//! Cache backend chain with write verification.
//!
//! This crate provides the storage tiers of a content-addressed byte-blob
//! cache: callers store expensive-to-recompute build artifacts (compiled
//! shaders, cooked meshes) under opaque string keys, and tiers are composed
//! into chains by decorator backends that all speak the same
//! [`CacheBackend`] trait.
//!
//! # Design Philosophy
//!
//! Deterministic producers should regenerate byte-identical artifacts for the
//! same key. [`VerifyBackend`] turns that assumption into a checked one: the
//! first put for each key in a process fetches whatever the inner tier
//! already holds and compares it byte-for-byte against the freshly produced
//! data, reporting (and optionally repairing) divergence. Everything after
//! that first sight is suppressed, so verification cost is paid once per key
//! and amortized away.
//!
//! # Composition
//!
//! Backends compose by wrapping one another:
//!
//! ```ignore
//! let local = Arc::new(FilesystemBackend::new("/var/cache/strata")?);
//! let shared = Arc::new(FilesystemBackend::read_only("/mnt/shared/strata")?);
//! let chain = Arc::new(HierarchyBackend::new(vec![local, shared]));
//! let cache = VerifyBackend::new(chain, VerifyConfig::new("/tmp/strata-diag"));
//! ```

pub mod diagnostics;
pub mod filesystem;
pub mod hierarchy;
pub mod memory;
pub mod traits;
pub mod verified_set;
pub mod verify;

pub use diagnostics::MismatchRecorder;
pub use filesystem::FilesystemBackend;
pub use hierarchy::HierarchyBackend;
pub use memory::MemoryBackend;
pub use traits::{CacheBackend, CacheStats};
pub use verified_set::VerifiedKeySet;
pub use verify::VerifyBackend;
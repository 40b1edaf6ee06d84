//! Error types for cache operations

use crate::key::CacheKey;
use thiserror::Error;

/// Result alias used across the cache crates.
pub type CacheResult<T> = Result<T, CacheError>;

/// Cache layer errors.
///
/// `NotFound` is expected in normal operation (cold cache) and callers are
/// expected to regenerate the value. A verification mismatch is deliberately
/// NOT an error variant: it surfaces only through the log stream and
/// diagnostic files, never through a backend's return value.
#[derive(Debug, Clone, Error, PartialEq, Eq)]
pub enum CacheError {
    #[error("Cache entry not found for key {key}")]
    NotFound { key: CacheKey },

    #[error("Backend I/O failure: {reason}")]
    BackendIo { reason: String },

    #[error("Invalid cache key: {reason}")]
    InvalidKey { reason: String },

    #[error("Backend is read-only")]
    ReadOnly,

    #[error("Cache lock poisoned")]
    LockPoisoned,
}

impl CacheError {
    /// Shorthand for the common not-found case.
    pub fn not_found(key: &CacheKey) -> Self {
        Self::NotFound { key: key.clone() }
    }

    /// Wrap an I/O error, keeping the taxonomy `Clone + PartialEq`.
    pub fn io(err: std::io::Error) -> Self {
        Self::BackendIo {
            reason: err.to_string(),
        }
    }

    /// Whether this error is the recoverable cache-miss case.
    pub fn is_not_found(&self) -> bool {
        matches!(self, Self::NotFound { .. })
    }
}
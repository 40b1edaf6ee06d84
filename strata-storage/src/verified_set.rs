//! Once-per-process verification gate.
//!
//! The verifying decorator must run its fetch-and-compare cycle exactly once
//! per key per process, no matter how many worker tasks race a first put.
//! [`VerifiedKeySet`] is that gate: a membership set with atomic
//! insert-if-absent, kept behind a narrow interface so the locking discipline
//! stays encapsulated here.

use std::collections::HashSet;
use std::sync::RwLock;

use strata_core::CacheKey;

/// Thread-safe set of keys already verified this process lifetime.
///
/// Grows monotonically and never shrinks - not even when the underlying
/// entry is removed. Verification is "once per key per process", not
/// per-value-change.
#[derive(Debug, Default)]
pub struct VerifiedKeySet {
    keys: RwLock<HashSet<CacheKey>>,
}

impl VerifiedKeySet {
    /// Create an empty set.
    pub fn new() -> Self {
        Self::default()
    }

    /// Atomically check membership and insert if absent.
    ///
    /// Returns `true` iff the key was newly inserted. For any key, exactly
    /// one caller across all threads observes `true`; every other concurrent
    /// or later caller gets `false` without waiting on the winner's
    /// subsequent work.
    ///
    /// A poisoned lock is treated as "already present": the writer that
    /// poisoned it may have begun a verification cycle, and suppressing is
    /// the conservative answer (never verify a key twice).
    pub fn test_and_insert(&self, key: &CacheKey) -> bool {
        match self.keys.write() {
            Ok(mut keys) => keys.insert(key.clone()),
            Err(_) => false,
        }
    }

    /// Whether `key` has been verified.
    pub fn contains(&self, key: &CacheKey) -> bool {
        self.keys.read().map(|keys| keys.contains(key)).unwrap_or(false)
    }

    /// Number of keys verified so far.
    pub fn len(&self) -> usize {
        self.keys.read().map(|keys| keys.len()).unwrap_or(0)
    }

    /// Whether no key has been verified yet.
    pub fn is_empty(&self) -> bool {
        self.len() == 0
    }
}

_ _ _ _

The task:
Transcribe the full listing, matching it exactly.

Exercise result:
//! Cache backend chain with write verification.
//!
//! This crate provides the storage tiers of a content-addressed byte-blob
//! cache: callers store expensive-to-recompute build artifacts (compiled
//! shaders, cooked meshes) under opaque string keys, and tiers are composed
//! into chains by decorator backends that all speak the same
//! [`CacheBackend`] trait.
//!
//! # Design Philosophy
//!
//! Deterministic producers should regenerate byte-identical artifacts for the
//! same key. [`VerifyBackend`] turns that assumption into a checked one: the
//! first put for each key in a process fetches whatever the inner tier
//! already holds and compares it byte-for-byte against the freshly produced
//! data, reporting (and optionally repairing) divergence. Everything after
//! that first sight is suppressed, so verification cost is paid once per key
//! and amortized away.
//!
//! # Composition
//!
//! Backends compose by wrapping one another:
//!
//! ```ignore
//! let local = Arc::new(FilesystemBackend::new("/var/cache/strata")?);
//! let shared = Arc::new(FilesystemBackend::read_only("/mnt/shared/strata")?);
//! let chain = Arc::new(HierarchyBackend::new(vec![local, shared]));
//! let cache = VerifyBackend::new(chain, VerifyConfig::new("/tmp/strata-diag"));
//! ```

pub mod diagnostics;
pub mod filesystem;
pub mod hierarchy;
pub mod memory;
pub mod traits;
pub mod verified_set;
pub mod verify;

pub use diagnostics::MismatchRecorder;
pub use filesystem::FilesystemBackend;
pub use hierarchy::HierarchyBackend;
pub use memory::MemoryBackend;
pub use traits::{CacheBackend, CacheStats};
pub use verified_set::VerifiedKeySet;
pub use verify::VerifyBackend;
repository 40b1edaf6ee06d84
//! Error types for cache operations

use crate::key::CacheKey;
use thiserror::Error;

/// Result alias used across the cache crates.
pub type CacheResult<T> = Result<T, CacheError>;

/// Cache layer errors.
///
/// `NotFound` is expected in normal operation (cold cache) and callers are
/// expected to regenerate the value. A verification mismatch is deliberately
/// NOT an error variant: it surfaces only through the log stream and
/// diagnostic files, never through a backend's return value.
#[derive(Debug, Clone, Error, PartialEq, Eq)]
pub enum CacheError {
    #[error("Cache entry not found for key {key}")]
    NotFound { key: CacheKey },

    #[error("Backend I/O failure: {reason}")]
    BackendIo { reason: String },

    #[error("Invalid cache key: {reason}")]
    InvalidKey { reason: String },

    #[error("Backend is read-only")]
    ReadOnly,

    #[error("Cache lock poisoned")]
    LockPoisoned,
}

impl CacheError {
    /// Shorthand for the common not-found case.
    pub fn not_found(key: &CacheKey) -> Self {
        Self::NotFound { key: key.clone() }
    }

    /// Wrap an I/O error, keeping the taxonomy `Clone + PartialEq`.
    pub fn io(err: std::io::Error) -> Self {
        Self::BackendIo {
            reason: err.to_string(),
        }
    }

    /// Whether this error is the recoverable cache-miss case.
    pub fn is_not_found(&self) -> bool {
        matches!(self, Self::NotFound { .. })
    }
}
repository 40b1edaf6ee06d84
filename strata-storage/src/verified_set.rs
//! Once-per-process verification gate.
//!
//! The verifying decorator must run its fetch-and-compare cycle exactly once
//! per key per process, no matter how many worker tasks race a first put.
//! [`VerifiedKeySet`] is that gate: a membership set with atomic
//! insert-if-absent, kept behind a narrow interface so the locking discipline
//! stays encapsulated here.

use std::collections::HashSet;
use std::sync::RwLock;

use strata_core::CacheKey;

/// Thread-safe set of keys already verified this process lifetime.
///
/// Grows monotonically and never shrinks - not even when the underlying
/// entry is removed. Verification is "once per key per process", not
/// per-value-change.
#[derive(Debug, Default)]
pub struct VerifiedKeySet {
    keys: RwLock<HashSet<CacheKey>>,
}

impl VerifiedKeySet {
    /// Create an empty set.
    pub fn new() -> Self {
        Self::default()
    }

    /// Atomically check membership and insert if absent.
    ///
    /// Returns `true` iff the key was newly inserted. For any key, exactly
    /// one caller across all threads observes `true`; every other concurrent
    /// or later caller gets `false` without waiting on the winner's
    /// subsequent work.
    ///
    /// A poisoned lock is treated as "already present": the writer that
    /// poisoned it may have begun a verification cycle, and suppressing is
    /// the conservative answer (never verify a key twice).
    pub fn test_and_insert(&self, key: &CacheKey) -> bool {
        match self.keys.write() {
            Ok(mut keys) => keys.insert(key.clone()),
            Err(_) => false,
        }
    }

    /// Whether `key` has been verified.
    pub fn contains(&self, key: &CacheKey) -> bool {
        self.keys.read().map(|keys| keys.contains(key)).unwrap_or(false)
    }

    /// Number of keys verified so far.
    pub fn len(&self) -> usize {
        self.keys.read().map(|keys| keys.len()).unwrap_or(0)
    }

    /// Whether no key has been verified yet.
    pub fn is_empty(&self) -> bool {
        self.len() == 0
    }
}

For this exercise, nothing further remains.